In the entries that follow, how many lines contain "FinanceError"? Answer with the number only.
** Opening Information given block **
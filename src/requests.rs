// Copyright (c) 2025 Soumyadip Sarkar.
// All rights reserved.
//
// This source code is licensed under the license found in the
// LICENSE file in the root directory of this source tree.

//! Request shapes accepted by the service. Each one is validated on its own
//! before anything touches the store.

use chrono::NaiveDate;
use rust_decimal::Decimal;
use serde::{Deserialize, Serialize};

use crate::errors::{FinanceError, Result};
use crate::models::{DebtData, DebtType, Recurrence, TransactionData, TransactionType};
use crate::utils::{add_months_clamped, validate_id};

/// Months added to the start date when a recurring request has no end date.
pub const DEFAULT_SPAN_MONTHS: i32 = 24;

#[derive(Debug, Clone, PartialEq, Eq, Serialize, Deserialize)]
#[serde(tag = "op", rename_all = "snake_case")]
pub enum Request {
    CreateTransaction(CreateTransactionRequest),
    UpdateTransaction(UpdateTransactionRequest),
    DeleteTransaction { id: String },
    CreateDebt(CreateDebtRequest),
    UpdateDebt(UpdateDebtRequest),
    ChargeDebt(ChargeDebtRequest),
    DeleteDebt { id: String },
}

#[derive(Debug, Clone, PartialEq, Eq, Serialize, Deserialize)]
pub struct CreateTransactionRequest {
    pub title: String,
    pub amount: Decimal,
    pub date: NaiveDate,
    #[serde(rename = "type")]
    pub r#type: TransactionType,
    #[serde(default = "one_time")]
    pub recurrence: Recurrence,
    #[serde(default)]
    pub end_date: Option<NaiveDate>,
    #[serde(default)]
    pub notes: String,
    #[serde(default)]
    pub debt_id: Option<String>,
}

/// Full replacement of one stored transaction.
#[derive(Debug, Clone, PartialEq, Eq, Serialize, Deserialize)]
pub struct UpdateTransactionRequest {
    pub id: String,
    #[serde(flatten)]
    pub fields: CreateTransactionRequest,
}

#[derive(Debug, Clone, PartialEq, Eq, Serialize, Deserialize)]
pub struct CreateDebtRequest {
    pub title: String,
    pub amount: Decimal,
    #[serde(rename = "type")]
    pub r#type: DebtType,
    #[serde(default)]
    pub notes: String,
}

#[derive(Debug, Clone, PartialEq, Eq, Serialize, Deserialize)]
pub struct UpdateDebtRequest {
    pub id: String,
    #[serde(flatten)]
    pub fields: CreateDebtRequest,
}

/// A purchase on a debt: raises the outstanding amount.
#[derive(Debug, Clone, PartialEq, Eq, Serialize, Deserialize)]
pub struct ChargeDebtRequest {
    pub id: String,
    pub amount: Decimal,
}

fn one_time() -> Recurrence {
    Recurrence::OneTime
}

fn required_title(title: &str) -> Result<String> {
    let t = title.trim();
    if t.is_empty() {
        return Err(FinanceError::validation("title is required"));
    }
    Ok(t.to_string())
}

fn cents(amount: Decimal, field: &str) -> Result<Decimal> {
    if amount.normalize().scale() > 2 {
        return Err(FinanceError::validation(format!(
            "{} '{}' has more than 2 decimal places",
            field, amount
        )));
    }
    Ok(amount.round_dp(2))
}

fn non_negative(amount: Decimal, field: &str) -> Result<Decimal> {
    if amount.is_sign_negative() && !amount.is_zero() {
        return Err(FinanceError::validation(format!(
            "{} must not be negative (got {})",
            field, amount
        )));
    }
    cents(amount, field)
}

impl CreateTransactionRequest {
    pub fn validate(&self) -> Result<TransactionData> {
        let title = required_title(&self.title)?;
        let amount = non_negative(self.amount, "amount")?;

        let end_date = match (self.recurrence.is_recurring(), self.end_date) {
            (_, Some(end)) => Some(end),
            (true, None) => Some(
                add_months_clamped(self.date, DEFAULT_SPAN_MONTHS)
                    .ok_or_else(|| FinanceError::validation("date is out of range"))?,
            ),
            (false, None) => None,
        };
        if let Some(end) = end_date
            && end < self.date
        {
            return Err(FinanceError::validation(format!(
                "end date {} is before date {}",
                end, self.date
            )));
        }

        let debt_id = match self.debt_id.as_deref().map(str::trim) {
            None | Some("") => None,
            Some(_) if self.r#type != TransactionType::CreditCardPayment => {
                return Err(FinanceError::validation(
                    "only a Credit Card Payment may reference a debt",
                ));
            }
            Some(id) => Some(validate_id(id)?),
        };

        Ok(TransactionData {
            series_id: None,
            title,
            amount,
            date: self.date,
            r#type: self.r#type,
            recurrence: self.recurrence,
            end_date,
            notes: self.notes.trim().to_string(),
            debt_id,
        })
    }
}

impl UpdateTransactionRequest {
    pub fn validate(&self) -> Result<(String, TransactionData)> {
        Ok((validate_id(&self.id)?, self.fields.validate()?))
    }
}

impl CreateDebtRequest {
    /// Outstanding amounts are signed; an overpaid card may sit below zero.
    pub fn validate(&self) -> Result<DebtData> {
        Ok(DebtData {
            title: required_title(&self.title)?,
            amount: cents(self.amount, "amount")?,
            r#type: self.r#type,
            notes: self.notes.trim().to_string(),
        })
    }
}

impl UpdateDebtRequest {
    pub fn validate(&self) -> Result<(String, DebtData)> {
        Ok((validate_id(&self.id)?, self.fields.validate()?))
    }
}

impl ChargeDebtRequest {
    pub fn validate(&self) -> Result<(String, Decimal)> {
        Ok((validate_id(&self.id)?, non_negative(self.amount, "charge")?))
    }
}

#[cfg(test)]
mod tests {
    use super::*;
    use crate::utils::{new_id, parse_date};

    fn base() -> CreateTransactionRequest {
        CreateTransactionRequest {
            title: "  Rent ".into(),
            amount: "1200".parse().unwrap(),
            date: parse_date("2024-01-31").unwrap(),
            r#type: TransactionType::Expense,
            recurrence: Recurrence::Monthly,
            end_date: None,
            notes: String::new(),
            debt_id: None,
        }
    }

    #[test]
    fn recurring_without_end_defaults_two_years() {
        let data = base().validate().unwrap();
        assert_eq!(data.title, "Rent");
        assert_eq!(data.end_date, Some(parse_date("2026-01-31").unwrap()));
    }

    #[test]
    fn one_time_keeps_missing_end_date() {
        let mut req = base();
        req.recurrence = Recurrence::OneTime;
        assert_eq!(req.validate().unwrap().end_date, None);
    }

    #[test]
    fn rejects_bad_fields() {
        let mut req = base();
        req.title = "   ".into();
        assert!(req.validate().unwrap_err().is_validation());

        let mut req = base();
        req.amount = "-5".parse().unwrap();
        assert!(req.validate().unwrap_err().is_validation());

        let mut req = base();
        req.amount = "1.005".parse().unwrap();
        assert!(req.validate().unwrap_err().is_validation());

        let mut req = base();
        req.end_date = Some(parse_date("2024-01-01").unwrap());
        assert!(req.validate().unwrap_err().is_validation());
    }

    #[test]
    fn debt_reference_rules() {
        let mut req = base();
        req.debt_id = Some(new_id());
        assert!(req.validate().unwrap_err().is_validation());

        req.r#type = TransactionType::CreditCardPayment;
        req.debt_id = Some("not-an-id".into());
        assert!(req.validate().unwrap_err().is_validation());

        let id = new_id();
        req.debt_id = Some(id.clone());
        assert_eq!(req.validate().unwrap().debt_id, Some(id));
    }

    #[test]
    fn requests_are_tagged_by_operation() {
        let json = serde_json::json!({
            "op": "create_transaction",
            "title": "Pay",
            "amount": "3000.00",
            "date": "2024-03-01",
            "type": "Payday"
        });
        let req: Request = serde_json::from_value(json).unwrap();
        match req {
            Request::CreateTransaction(c) => {
                assert_eq!(c.recurrence, Recurrence::OneTime);
                assert_eq!(c.r#type, TransactionType::Payday);
            }
            other => panic!("unexpected {:?}", other),
        }

        let del: Request =
            serde_json::from_value(serde_json::json!({"op": "delete_debt", "id": "x"})).unwrap();
        assert_eq!(del, Request::DeleteDebt { id: "x".into() });
    }
}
** Closing Information given block **
Response for this exercise
7